Training MEM1
We train MEM1 via a reinforcement learning framework that integrates a specialized attention masking scheme tailored for dynamic memory, a custom multi-turn rollout mechanism for iterative context compression and memory consolidation, and outcome-based reward assignment.
- RL Pipeline (top): MEM1 interacts with an environment over multiple turns. At each turn, the agent issues a Query, updates its Internal State (IS), and receives new Info. Rewards are computed from the final answer and used to train both the Actor (policy) and Critic (value) models using RL objectives.
- Memory Consolidation (bottom left): MEM1 keeps context size constant by pruning old states after each turn. All prior knowledge is compressed into the latest Internal State, so only the latest internal state, query, and info are kept in memory. This design forces the agent to continuously integrate, update, and compress knowledge at every step.

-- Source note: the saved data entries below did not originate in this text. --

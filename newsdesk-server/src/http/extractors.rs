//! Custom Axum extractors
//!
//! Thin wrappers over `Json` and `Query` whose rejections are
//! [`ApiError`]s, so every 4xx carries the same `{msg}` body.

use axum::extract::{FromRequest, FromRequestParts, Query, Request};
use axum::http::request::Parts;
use axum::Json;
use serde::de::DeserializeOwned;

use super::error::ApiError;

/// JSON request body; any rejection is `400 Bad Request`
pub struct JsonBody<T>(pub T);

impl<S, T> FromRequest<S> for JsonBody<T>
where
    T: DeserializeOwned,
    S: Send + Sync,
{
    type Rejection = ApiError;

    async fn from_request(req: Request, state: &S) -> Result<Self, Self::Rejection> {
        let Json(value) = Json::<T>::from_request(req, state).await.map_err(|rejection| {
            tracing::debug!(%rejection, "rejected request body");
            ApiError::MalformedBody
        })?;
        Ok(Self(value))
    }
}

/// Query string parameters; a rejection (e.g. a repeated key) is
/// `400 Bad Request`
pub struct QueryParams<T>(pub T);

impl<S, T> FromRequestParts<S> for QueryParams<T>
where
    T: DeserializeOwned,
    S: Send + Sync,
{
    type Rejection = ApiError;

    async fn from_request_parts(parts: &mut Parts, state: &S) -> Result<Self, Self::Rejection> {
        let Query(value) = Query::<T>::from_request_parts(parts, state)
            .await
            .map_err(|rejection| {
                tracing::debug!(%rejection, "rejected query string");
                ApiError::MalformedQuery
            })?;
        Ok(Self(value))
    }
}
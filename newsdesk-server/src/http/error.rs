//! API error type with IntoResponse
//!
//! Every failure is a JSON `{"msg": ...}` body. Status comes from
//! [`DbError::kind`]; store errors that are not classified become a generic
//! 500 and are logged here.

use axum::http::StatusCode;
use axum::response::{IntoResponse, Response};
use axum::Json;
use serde_json::json;

use crate::db::{DbError, ErrorKind};
use crate::models::ValidationError;

/// API error type with automatic HTTP status mapping
#[derive(Debug)]
pub enum ApiError {
    /// Anything raised by a repository operation
    Db(DbError),

    /// Request body was not valid JSON for the endpoint (400)
    MalformedBody,

    /// Query string could not be decoded (400)
    MalformedQuery,

    /// No route matched (404)
    RouteNotFound,

    /// Internal error (500)
    Internal { message: String },
}

impl ApiError {
    pub fn status(&self) -> StatusCode {
        match self {
            Self::Db(e) => status_for(e.kind()),
            Self::MalformedBody | Self::MalformedQuery => StatusCode::BAD_REQUEST,
            Self::RouteNotFound => StatusCode::NOT_FOUND,
            Self::Internal { .. } => StatusCode::INTERNAL_SERVER_ERROR,
        }
    }

    pub fn message(&self) -> String {
        match self {
            Self::Db(e) => e.message(),
            Self::MalformedBody | Self::MalformedQuery => "Bad Request".to_owned(),
            Self::RouteNotFound => "Route Not Found".to_owned(),
            Self::Internal { .. } => "Internal Server Error".to_owned(),
        }
    }
}

fn status_for(kind: ErrorKind) -> StatusCode {
    match kind {
        ErrorKind::InvalidInput
        | ErrorKind::InvalidSort
        | ErrorKind::InvalidOrder
        | ErrorKind::BadRequest => StatusCode::BAD_REQUEST,
        ErrorKind::ArticleNotFound
        | ErrorKind::TopicNotFound
        | ErrorKind::UserNotFound
        | ErrorKind::NotFound
        | ErrorKind::NoTopicsFound => StatusCode::NOT_FOUND,
        ErrorKind::Internal => StatusCode::INTERNAL_SERVER_ERROR,
    }
}

impl IntoResponse for ApiError {
    fn into_response(self) -> Response {
        let status = self.status();

        // Log the actual error, return generic message
        match &self {
            Self::Db(e) if status.is_server_error() => tracing::error!("Database error: {}", e),
            Self::Internal { message } => tracing::error!("Internal error: {}", message),
            _ => {}
        }

        (status, Json(json!({ "msg": self.message() }))).into_response()
    }
}

impl From<DbError> for ApiError {
    fn from(e: DbError) -> Self {
        Self::Db(e)
    }
}

impl From<ValidationError> for ApiError {
    fn from(e: ValidationError) -> Self {
        Self::Db(DbError::Validation(e))
    }
}

#[cfg(test)]
mod tests {
    use super::*;
    use axum::body::to_bytes;

    async fn body_msg(response: Response) -> String {
        let bytes = to_bytes(response.into_body(), usize::MAX).await.unwrap();
        let value: serde_json::Value = serde_json::from_slice(&bytes).unwrap();
        value["msg"].as_str().unwrap().to_owned()
    }

    #[tokio::test]
    async fn invalid_id_is_400() {
        let err = ApiError::from(ValidationError::InvalidId {
            resource: "Article",
            value: "abc".into(),
        });
        let response = err.into_response();
        assert_eq!(response.status(), StatusCode::BAD_REQUEST);
        assert_eq!(body_msg(response).await, "Invalid Article ID");
    }

    #[tokio::test]
    async fn invalid_sort_is_400() {
        let err = ApiError::from(ValidationError::InvalidSort { value: "body".into() });
        let response = err.into_response();
        assert_eq!(response.status(), StatusCode::BAD_REQUEST);
        assert_eq!(body_msg(response).await, "Invalid Sort Request");
    }

    #[tokio::test]
    async fn not_found_kinds_are_404() {
        let errors = [
            DbError::ArticleNotFound { id: 999 },
            DbError::TopicNotFound { slug: "dogs".into() },
            DbError::UserNotFound { username: "nobody".into() },
            DbError::NotFound { resource: "comment", id: "9".into() },
            DbError::NoTopics,
        ];
        for err in errors {
            assert_eq!(ApiError::from(err).status(), StatusCode::NOT_FOUND);
        }
    }

    #[tokio::test]
    async fn store_error_is_generic_500() {
        let err = ApiError::from(DbError::Sqlx(sqlx::Error::PoolTimedOut));
        let response = err.into_response();
        assert_eq!(response.status(), StatusCode::INTERNAL_SERVER_ERROR);
        assert_eq!(body_msg(response).await, "Internal Server Error");
    }

    #[tokio::test]
    async fn malformed_body_and_unknown_route() {
        let response = ApiError::MalformedBody.into_response();
        assert_eq!(response.status(), StatusCode::BAD_REQUEST);
        assert_eq!(body_msg(response).await, "Bad Request");

        let response = ApiError::RouteNotFound.into_response();
        assert_eq!(response.status(), StatusCode::NOT_FOUND);
        assert_eq!(body_msg(response).await, "Route Not Found");
    }
}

- Masked Policy Optimization (bottom right): During training, a 2D attention mask ensures that each new internal state can only access the question and most recent context as earlier information is masked out. An Info Mask further restricts gradient updates to only tokens generated by the model, not environment feedback.
Key innovation: MEM1 learns to treat “what to remember” as part of its reasoning. This allows strong multi-turn performance with constant memory, enabling efficient long-horizon reasoning.